> [TASK INSTRUCTIONS]: A faithful, complete copy of the records is required.

===== DATASET ENTRIES

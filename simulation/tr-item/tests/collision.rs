//! Actor movement against walls and solid items

use pretty_assertions::assert_eq;
use proptest::prelude::*;
use tr_item::collision::collide_spheres;
use tr_item::level::builder::{LevelBuilder, clip, sphere};
use tr_item::level::{Bounds, Level, Node};
use tr_item::math::IVec3;
use tr_item::room::SECTOR_SIZE;
use tr_item::{CollisionType, ItemFlags, ItemType, RoomId, SectorGrid, SimConfig, Simulation};

const WALL_Z: i32 = 3 * SECTOR_SIZE;

fn walking_level(speed: i32) -> Level {
    LevelBuilder::new()
        .anim(clip(0, 30).speed(speed << 16).bounds(Bounds::new(-100, 100, -762, 0, -100, 100)))
        .anim(clip(0, 0).bounds(Bounds::new(-512, 512, -1024, 0, -512, 512)))
        .model(ItemType::Lara, 1, 0)
        .model(ItemType::Block1, 1, 1)
        .build()
}

/// Open 8x8 room with a solid row of cells starting at `WALL_Z`
fn walled_grid() -> SectorGrid {
    let mut grid = SectorGrid::flat(8, 8, 0, -4096);
    for x in 0..8 {
        grid.set_solid(x * SECTOR_SIZE + 1, WALL_Z + 1);
    }
    grid
}

proptest! {
    #[test]
    fn prop_wall_is_never_crossed(x in 1200i32..6800, z in 2100i32..2900, speed in 20i32..150, ticks in 1u32..12) {
        let config = SimConfig::default();
        let radius = config.actor_radius;
        let mut sim = Simulation::new(walking_level(speed), walled_grid(), config);
        let lara = sim.spawn(ItemType::Lara, RoomId(0), IVec3::new(x, 0, z), 0).unwrap();
        sim.pool_mut().activate(lara.index).unwrap();

        for _ in 0..ticks {
            sim.tick().unwrap();
            let pos = sim.pool().get(lara).unwrap().pos;
            prop_assert!(pos.z + radius < WALL_Z, "actor at {} overlaps the wall", pos);
            prop_assert_eq!(pos.x, x);
        }
    }

    #[test]
    fn prop_solid_cell_reports_floor_ceiling(dx in 0i32..1024, dz in 0i32..1024, angle in any::<u16>()) {
        let sim = Simulation::new(walking_level(0), walled_grid(), SimConfig::default());
        let pos = IVec3::new(2 * SECTOR_SIZE + dx, 0, WALL_Z + dz);

        let cinfo = sim.probe(RoomId(0), pos, angle).unwrap();
        prop_assert_eq!(cinfo.kind, CollisionType::FloorCeiling);
        prop_assert_eq!(cinfo.offset, IVec3::ZERO);
    }

    #[test]
    fn prop_joint_contact_is_mutual(
        dx in -1500i32..1500,
        dz in -1500i32..1500,
        yaw_a in any::<u16>(),
        yaw_b in any::<u16>(),
    ) {
        let node = Node { pos: IVec3::new(0, -300, 0), ..Node::default() };
        let level = LevelBuilder::new()
            .anim(clip(0, 0).bounds(Bounds::new(-400, 400, -800, 0, -400, 400)))
            .skeleton(ItemType::Lara, 0, vec![node], vec![sphere(0, -100, 0, 150), sphere(0, 0, 200, 250)])
            .skeleton(ItemType::Wolf, 0, vec![node], vec![sphere(0, -100, 0, 200), sphere(150, 0, 0, 120)])
            .build();

        let mut sim = Simulation::new(level, SectorGrid::flat(8, 8, 0, -4096), SimConfig::default());
        let a = sim.spawn(ItemType::Lara, RoomId(0), IVec3::new(4096, 0, 4096), yaw_a).unwrap();
        let b = sim.spawn(ItemType::Wolf, RoomId(0), IVec3::new(4096 + dx, 0, 4096 + dz), yaw_b).unwrap();

        let (a, b) = (sim.pool().get(a).unwrap(), sim.pool().get(b).unwrap());
        let ab = collide_spheres(sim.level(), a, b).unwrap();
        let ba = collide_spheres(sim.level(), b, a).unwrap();
        prop_assert_eq!(ab == 0, ba == 0);
    }
}

#[test]
fn test_block_holds_the_actor_back() {
    let _ = env_logger::builder().is_test(true).try_init();

    let config = SimConfig::default();
    let mut sim = Simulation::new(walking_level(60), SectorGrid::flat(8, 8, 0, -4096), config.clone());
    let lara = sim.spawn(ItemType::Lara, RoomId(0), IVec3::new(2560, 0, 2700), 0).unwrap();
    let block = sim.spawn(ItemType::Block1, RoomId(0), IVec3::new(2560, 0, 3584), 0).unwrap();
    sim.pool_mut().activate(lara.index).unwrap();

    let face = 3584 - 512 - config.actor_radius;
    for _ in 0..20 {
        sim.tick().unwrap();
        assert!(sim.pool().get(lara).unwrap().pos.z <= face);
    }

    assert_eq!(sim.pool().get(lara).unwrap().pos, IVec3::new(2560, 0, face));
    assert_eq!(sim.pool().get(block).unwrap().pos, IVec3::new(2560, 0, 3584));
}

#[test]
fn test_items_without_collision_are_ignored() {
    let mut sim = Simulation::new(walking_level(60), SectorGrid::flat(8, 8, 0, -4096), SimConfig::default());
    let lara = sim.spawn(ItemType::Lara, RoomId(0), IVec3::new(2560, 0, 2700), 0).unwrap();
    let block = sim.spawn(ItemType::Block1, RoomId(0), IVec3::new(2560, 0, 3584), 0).unwrap();
    sim.pool_mut().get_mut(block).unwrap().flags.remove(ItemFlags::COLLISION);
    sim.pool_mut().activate(lara.index).unwrap();

    sim.run(10).unwrap();
    assert_eq!(sim.pool().get(lara).unwrap().pos.z, 2700 + 600);
}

==========

> [RESULT OF THE TASK]:
filename simulation/tr-item/tests/collision.rs
//! Actor movement against walls and solid items

use pretty_assertions::assert_eq;
use proptest::prelude::*;
use tr_item::collision::collide_spheres;
use tr_item::level::builder::{LevelBuilder, clip, sphere};
use tr_item::level::{Bounds, Level, Node};
use tr_item::math::IVec3;
use tr_item::room::SECTOR_SIZE;
use tr_item::{CollisionType, ItemFlags, ItemType, RoomId, SectorGrid, SimConfig, Simulation};

const WALL_Z: i32 = 3 * SECTOR_SIZE;

fn walking_level(speed: i32) -> Level {
    LevelBuilder::new()
        .anim(clip(0, 30).speed(speed << 16).bounds(Bounds::new(-100, 100, -762, 0, -100, 100)))
        .anim(clip(0, 0).bounds(Bounds::new(-512, 512, -1024, 0, -512, 512)))
        .model(ItemType::Lara, 1, 0)
        .model(ItemType::Block1, 1, 1)
        .build()
}

/// Open 8x8 room with a solid row of cells starting at `WALL_Z`
fn walled_grid() -> SectorGrid {
    let mut grid = SectorGrid::flat(8, 8, 0, -4096);
    for x in 0..8 {
        grid.set_solid(x * SECTOR_SIZE + 1, WALL_Z + 1);
    }
    grid
}

proptest! {
    #[test]
    fn prop_wall_is_never_crossed(x in 1200i32..6800, z in 2100i32..2900, speed in 20i32..150, ticks in 1u32..12) {
        let config = SimConfig::default();
        let radius = config.actor_radius;
        let mut sim = Simulation::new(walking_level(speed), walled_grid(), config);
        let lara = sim.spawn(ItemType::Lara, RoomId(0), IVec3::new(x, 0, z), 0).unwrap();
        sim.pool_mut().activate(lara.index).unwrap();

        for _ in 0..ticks {
            sim.tick().unwrap();
            let pos = sim.pool().get(lara).unwrap().pos;
            prop_assert!(pos.z + radius < WALL_Z, "actor at {} overlaps the wall", pos);
            prop_assert_eq!(pos.x, x);
        }
    }

    #[test]
    fn prop_solid_cell_reports_floor_ceiling(dx in 0i32..1024, dz in 0i32..1024, angle in any::<u16>()) {
        let sim = Simulation::new(walking_level(0), walled_grid(), SimConfig::default());
        let pos = IVec3::new(2 * SECTOR_SIZE + dx, 0, WALL_Z + dz);

        let cinfo = sim.probe(RoomId(0), pos, angle).unwrap();
        prop_assert_eq!(cinfo.kind, CollisionType::FloorCeiling);
        prop_assert_eq!(cinfo.offset, IVec3::ZERO);
    }

    #[test]
    fn prop_joint_contact_is_mutual(
        dx in -1500i32..1500,
        dz in -1500i32..1500,
        yaw_a in any::<u16>(),
        yaw_b in any::<u16>(),
    ) {
        let node = Node { pos: IVec3::new(0, -300, 0), ..Node::default() };
        let level = LevelBuilder::new()
            .anim(clip(0, 0).bounds(Bounds::new(-400, 400, -800, 0, -400, 400)))
            .skeleton(ItemType::Lara, 0, vec![node], vec![sphere(0, -100, 0, 150), sphere(0, 0, 200, 250)])
            .skeleton(ItemType::Wolf, 0, vec![node], vec![sphere(0, -100, 0, 200), sphere(150, 0, 0, 120)])
            .build();

        let mut sim = Simulation::new(level, SectorGrid::flat(8, 8, 0, -4096), SimConfig::default());
        let a = sim.spawn(ItemType::Lara, RoomId(0), IVec3::new(4096, 0, 4096), yaw_a).unwrap();
        let b = sim.spawn(ItemType::Wolf, RoomId(0), IVec3::new(4096 + dx, 0, 4096 + dz), yaw_b).unwrap();

        let (a, b) = (sim.pool().get(a).unwrap(), sim.pool().get(b).unwrap());
        let ab = collide_spheres(sim.level(), a, b).unwrap();
        let ba = collide_spheres(sim.level(), b, a).unwrap();
        prop_assert_eq!(ab == 0, ba == 0);
    }
}

#[test]
fn test_block_holds_the_actor_back() {
    let _ = env_logger::builder().is_test(true).try_init();

    let config = SimConfig::default();
    let mut sim = Simulation::new(walking_level(60), SectorGrid::flat(8, 8, 0, -4096), config.clone());
    let lara = sim.spawn(ItemType::Lara, RoomId(0), IVec3::new(2560, 0, 2700), 0).unwrap();
    let block = sim.spawn(ItemType::Block1, RoomId(0), IVec3::new(2560, 0, 3584), 0).unwrap();
    sim.pool_mut().activate(lara.index).unwrap();

    let face = 3584 - 512 - config.actor_radius;
    for _ in 0..20 {
        sim.tick().unwrap();
        assert!(sim.pool().get(lara).unwrap().pos.z <= face);
    }

    assert_eq!(sim.pool().get(lara).unwrap().pos, IVec3::new(2560, 0, face));
    assert_eq!(sim.pool().get(block).unwrap().pos, IVec3::new(2560, 0, 3584));
}

#[test]
fn test_items_without_collision_are_ignored() {
    let mut sim = Simulation::new(walking_level(60), SectorGrid::flat(8, 8, 0, -4096), SimConfig::default());
    let lara = sim.spawn(ItemType::Lara, RoomId(0), IVec3::new(2560, 0, 2700), 0).unwrap();
    let block = sim.spawn(ItemType::Block1, RoomId(0), IVec3::new(2560, 0, 3584), 0).unwrap();
    sim.pool_mut().get_mut(block).unwrap().flags.remove(ItemFlags::COLLISION);
    sim.pool_mut().activate(lara.index).unwrap();

    sim.run(10).unwrap();
    assert_eq!(sim.pool().get(lara).unwrap().pos.z, 2700 + 600);
}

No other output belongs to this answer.